As a system becomes more advanced, there is a natural tendency for procedures to transition from being inscribed as code, to expressed as data.
For example, typical CI/CD pipelines have gradually moved from bash scripts in the past, to YAML, json, or other data-centric config files now. Declarative Infrastructure as Code has been a great advancement in managing systems, from BSD jail config files, to docker-compose, to ansible-playbooks, all find ways to express complex system requirements as simple raw values in a text file.
This principle extends beyond config management to code actual implementation. We can build systems in the form of pure functional layers that pass around some data, then perform side effects at the very end safely.

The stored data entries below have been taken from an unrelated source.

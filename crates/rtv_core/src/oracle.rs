//! Distance/time oracles: the only external collaborator the core consumes.
//!
//! Three implementations:
//!
//! - **`MatrixOracle`**: dense pre-computed travel-time matrix.
//! - **`H3Oracle`**: nodes are H3 cells, travel time is Haversine distance at a fixed speed.
//! - **`NetworkOracle`**: shortest paths over a weighted road graph, rows cached in an LRU.
//!
//! All of them are `Send + Sync` so a single oracle can be shared by the
//! parallel RV and RTV phases behind an `Arc<dyn DistanceOracle>`.

use crate::error::OracleError;
use crate::model::{NodeId, Seconds};

mod h3;
mod network;

pub use h3::H3Oracle;
pub use network::NetworkOracle;

/// Travel-time lookup between network nodes.
pub trait DistanceOracle: Send + Sync {
    /// Travel time in seconds from `from` to `to`, or `None` when no path exists.
    fn travel_secs(&self, from: NodeId, to: NodeId) -> Option<Seconds>;
}

impl<T: DistanceOracle + ?Sized> DistanceOracle for std::sync::Arc<T> {
    fn travel_secs(&self, from: NodeId, to: NodeId) -> Option<Seconds> {
        (**self).travel_secs(from, to)
    }
}

// ---------------------------------------------------------------------------
// Matrix oracle
// ---------------------------------------------------------------------------

/// Dense travel-time matrix indexed by node id.
#[derive(Debug, Clone)]
pub struct MatrixOracle {
    size: usize,
    cells: Vec<Option<Seconds>>,
}

impl MatrixOracle {
    /// Build from square rows where a negative entry means "no path".
    pub fn from_rows(rows: &[Vec<i64>]) -> Result<Self, OracleError> {
        let size = rows.len();
        let mut cells = Vec::with_capacity(size * size);
        for (index, row) in rows.iter().enumerate() {
            if row.len() != size {
                return Err(OracleError::NotSquare {
                    row: index,
                    len: row.len(),
                    expected: size,
                });
            }
            for &value in row {
                let cell = if value < 0 {
                    None
                } else {
                    Some(Seconds::try_from(value).map_err(|_| OracleError::OutOfRange(value))?)
                };
                cells.push(cell);
            }
        }
        Ok(Self { size, cells })
    }

    /// Build from a function of node indices, e.g. a synthetic grid.
    pub fn from_fn(size: usize, f: impl Fn(usize, usize) -> Option<Seconds>) -> Self {
        let mut cells = Vec::with_capacity(size * size);
        for from in 0..size {
            for to in 0..size {
                cells.push(f(from, to));
            }
        }
        Self { size, cells }
    }

    pub fn size(&self) -> usize {
        self.size
    }
}

impl DistanceOracle for MatrixOracle {
    fn travel_secs(&self, from: NodeId, to: NodeId) -> Option<Seconds> {
        let (from, to) = (from.index(), to.index());
        if from >= self.size || to >= self.size {
            return None;
        }
        self.cells[from * self.size + to]
    }
}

Having as much complexity expressed as data aids in keeping layers of systems cleanly separated, and does wonders for testability. As you're probably heard a compsci teacher say before "find the right data structure and the problem solves itself". You can pass around a data structure that represents a complex sequence of events as simple values and test it like data by making assertions about its content. LISP discovered the power of code as data long ago.
That being said, we're not going whole-hog into the meta-programming heavens like LISP, here we're illustrating a compact structure that solves one problem well: describing database changes.
## How can we represent a database operation as data?
Here's a database operation you might see in imperative form, as it is typically written in Django codebases:
```python
user = User.objects.get(id=123)
user.balance = user.balance + 100
```
Now we're going to transform that example from imperative code that *outlines steps*, into declarative data that *describes a desired outcome*.
We can represent each operation on a database as a tuple, and each set of operations as a list of those tuples, forming a transaction.
```python
Operation = Tuple[QuerySet, str, Dict[str, Any]] # NamedTuple works well too
Transaction = List[Operation]
```
An individual operation can now look like this in data form:
```python
operation: Operation = (
User.objects.filter(id=123), # QuerySet to update
'update', # func to call on the queryset
{'balance': F('balance') + 100}, # kwargs for the func
)
```
Django documents this as: [Avoiding Race Conditions With `F()`](https://docs.djangoproject.com/en/2.1/ref/models/expressions/#avoiding-race-conditions-using-f).
This structure works not only for updates, but also equally well for object creation and deletion:
```python
operation1 = (User.objects, 'get_or_create', {'username': 'bob'})
operation2 = (User.objects.filter(username='bob'), 'delete', {})
```
If `F()` expressions aren't enough, you can reuse this design to aquire a list of locks before your logic executes, and execute a different list of operations afterwards.
```jsx
pre_logic_locks = [
(User.objects.filter(id=123), 'select_for_update, {}),
]
...
post_logic_writes = [
(User.objects.filter(id=123), 'update', {'some_field': new_val})
]
```
Of course, the ultimate declarative language is SQL, we can only get close with the Django ORM.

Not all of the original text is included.